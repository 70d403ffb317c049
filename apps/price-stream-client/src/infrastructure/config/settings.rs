//! Client Configuration Settings
//!
//! Configuration types for the price stream client, loaded from environment
//! variables.

use std::collections::HashMap;
use std::path::Path;
use std::time::Duration;

use crate::domain::subscription::Symbol;

/// WebSocket connection settings.
#[derive(Debug, Clone)]
pub struct WebSocketSettings {
    /// Handshake timeout.
    pub connect_timeout: Duration,
    /// Idle time before a heartbeat ping (zero disables).
    pub heartbeat_interval: Duration,
    /// Time allowed for traffic after a ping.
    pub heartbeat_timeout: Duration,
    /// Initial reconnection delay.
    pub reconnect_delay_initial: Duration,
    /// Maximum reconnection delay.
    pub reconnect_delay_max: Duration,
    /// Reconnection delay multiplier for exponential backoff.
    pub reconnect_delay_multiplier: f64,
    /// Maximum reconnection attempts before giving up (0 = unlimited).
    pub max_reconnect_attempts: u32,
}

impl Default for WebSocketSettings {
    fn default() -> Self {
        Self {
            connect_timeout: Duration::from_secs(10),
            heartbeat_interval: Duration::from_secs(20),
            heartbeat_timeout: Duration::from_secs(20),
            reconnect_delay_initial: Duration::from_millis(1000),
            reconnect_delay_max: Duration::from_millis(30_000),
            reconnect_delay_multiplier: 2.0,
            max_reconnect_attempts: 5,
        }
    }
}

/// Subscription and batching timing.
#[derive(Debug, Clone)]
pub struct SyncSettings {
    /// Debounce window for subscription reconciliation.
    pub debounce: Duration,
    /// Coalescing window for price updates.
    pub batch_window: Duration,
    /// Open the connection on the first non-empty interest.
    pub auto_connect: bool,
}

impl Default for SyncSettings {
    fn default() -> Self {
        Self {
            debounce: Duration::from_millis(300),
            batch_window: Duration::from_millis(100),
            auto_connect: true,
        }
    }
}

/// Server port settings.
#[derive(Debug, Clone)]
pub struct ServerSettings {
    /// Health check HTTP port (0 = disabled).
    pub health_port: u16,
}

impl Default for ServerSettings {
    fn default() -> Self {
        Self { health_port: 8083 }
    }
}

/// Complete client configuration.
#[derive(Debug, Clone)]
pub struct ClientConfig {
    /// Feed WebSocket URL.
    pub url: String,
    /// Symbols the binary tracks on startup.
    pub symbols: Vec<Symbol>,
    /// WebSocket connection settings.
    pub websocket: WebSocketSettings,
    /// Subscription and batching timing.
    pub sync: SyncSettings,
    /// Server port settings.
    pub server: ServerSettings,
}

impl ClientConfig {
    /// Configuration with defaults for everything but the URL.
    #[must_use]
    pub fn new(url: impl Into<String>) -> Self {
        Self {
            url: url.into(),
            symbols: Vec::new(),
            websocket: WebSocketSettings::default(),
            sync: SyncSettings::default(),
            server: ServerSettings::default(),
        }
    }

    /// Create configuration from environment variables.
    ///
    /// # Errors
    ///
    /// Returns an error if `PRICE_FEED_URL` is missing, empty or not a
    /// WebSocket URL.
    pub fn from_env() -> Result<Self, ConfigError> {
        Self::from_lookup(|key| std::env::var(key).ok())
    }

    /// Create configuration from a `.env`-style file, ignoring the process
    /// environment.
    ///
    /// # Errors
    ///
    /// Returns an error if the file cannot be read or parsed, or if the
    /// values it contains are invalid.
    pub fn from_env_file(path: impl AsRef<Path>) -> Result<Self, ConfigError> {
        let vars = dotenvy::from_path_iter(path.as_ref())?
            .collect::<Result<HashMap<String, String>, _>>()?;
        Self::from_lookup(|key| vars.get(key).cloned())
    }

    /// Create configuration from an arbitrary key lookup.
    ///
    /// # Errors
    ///
    /// Returns an error if `PRICE_FEED_URL` is missing, empty or not a
    /// WebSocket URL.
    pub fn from_lookup(lookup: impl Fn(&str) -> Option<String>) -> Result<Self, ConfigError> {
        let env = Env(lookup);

        let url = env
            .get("PRICE_FEED_URL")
            .ok_or_else(|| ConfigError::MissingEnvVar("PRICE_FEED_URL".to_string()))?;
        let url = url.trim().to_string();
        if url.is_empty() {
            return Err(ConfigError::EmptyValue("PRICE_FEED_URL".to_string()));
        }
        if !(url.starts_with("ws://") || url.starts_with("wss://")) {
            return Err(ConfigError::InvalidUrl(url));
        }

        let symbols = env
            .get("PRICE_FEED_SYMBOLS")
            .map(|raw| parse_symbols(&raw))
            .unwrap_or_default();

        let ws_defaults = WebSocketSettings::default();
        let websocket = WebSocketSettings {
            connect_timeout: env.duration_secs(
                "PRICE_FEED_CONNECT_TIMEOUT_SECS",
                ws_defaults.connect_timeout,
            ),
            heartbeat_interval: env.duration_secs(
                "PRICE_FEED_HEARTBEAT_INTERVAL_SECS",
                ws_defaults.heartbeat_interval,
            ),
            heartbeat_timeout: env.duration_secs(
                "PRICE_FEED_HEARTBEAT_TIMEOUT_SECS",
                ws_defaults.heartbeat_timeout,
            ),
            reconnect_delay_initial: env.duration_millis(
                "PRICE_FEED_RECONNECT_DELAY_INITIAL_MS",
                ws_defaults.reconnect_delay_initial,
            ),
            reconnect_delay_max: env.duration_millis(
                "PRICE_FEED_RECONNECT_DELAY_MAX_MS",
                ws_defaults.reconnect_delay_max,
            ),
            reconnect_delay_multiplier: env.parse(
                "PRICE_FEED_RECONNECT_DELAY_MULTIPLIER",
                ws_defaults.reconnect_delay_multiplier,
            ),
            max_reconnect_attempts: env.parse(
                "PRICE_FEED_MAX_RECONNECT_ATTEMPTS",
                ws_defaults.max_reconnect_attempts,
            ),
        };

        let sync_defaults = SyncSettings::default();
        let sync = SyncSettings {
            debounce: env.duration_millis("PRICE_FEED_DEBOUNCE_MS", sync_defaults.debounce),
            batch_window: env
                .duration_millis("PRICE_FEED_BATCH_WINDOW_MS", sync_defaults.batch_window),
            auto_connect: env.flag("PRICE_FEED_AUTO_CONNECT", sync_defaults.auto_connect),
        };

        let server = ServerSettings {
            health_port: env.parse(
                "PRICE_FEED_HEALTH_PORT",
                ServerSettings::default().health_port,
            ),
        };

        Ok(Self {
            url,
            symbols,
            websocket,
            sync,
            server,
        })
    }
}

/// Configuration error.
#[derive(Debug, thiserror::Error)]
pub enum ConfigError {
    /// Required environment variable is missing.
    #[error("missing required environment variable: {0}")]
    MissingEnvVar(String),
    /// Environment variable has empty value.
    #[error("environment variable {0} cannot be empty")]
    EmptyValue(String),
    /// Feed URL is not a WebSocket URL.
    #[error("feed URL must start with ws:// or wss://, got {0}")]
    InvalidUrl(String),
    /// `.env` file could not be read.
    #[error("failed to load env file: {0}")]
    EnvFile(#[from] dotenvy::Error),
}

/// Split a comma separated symbol list, dropping blanks and duplicates.
fn parse_symbols(raw: &str) -> Vec<Symbol> {
    let mut symbols: Vec<Symbol> = Vec::new();
    for symbol in raw.split(',').map(str::trim).filter(|s| !s.is_empty()) {
        if !symbols.iter().any(|s| s == symbol) {
            symbols.push(symbol.to_string());
        }
    }
    symbols
}

/// Typed access over a key lookup; unparseable values fall back to defaults.
struct Env<F>(F);

impl<F: Fn(&str) -> Option<String>> Env<F> {
    fn get(&self, key: &str) -> Option<String> {
        (self.0)(key)
    }

    fn parse<T: std::str::FromStr>(&self, key: &str, default: T) -> T {
        self.get(key)
            .and_then(|v| v.trim().parse().ok())
            .unwrap_or(default)
    }

    fn flag(&self, key: &str, default: bool) -> bool {
        self.get(key)
            .map_or(default, |v| match v.trim().to_lowercase().as_str() {
                "1" | "true" | "yes" | "on" => true,
                "0" | "false" | "no" | "off" => false,
                _ => default,
            })
    }

    fn duration_secs(&self, key: &str, default: Duration) -> Duration {
        self.get(key)
            .and_then(|v| v.trim().parse::<u64>().ok())
            .map_or(default, Duration::from_secs)
    }

    fn duration_millis(&self, key: &str, default: Duration) -> Duration {
        self.get(key)
            .and_then(|v| v.trim().parse::<u64>().ok())
            .map_or(default, Duration::from_millis)
    }
}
****************
→ Goal of the exercise: Please give the count of lines above with "variables", nothing else.

→ Solved exercise: 2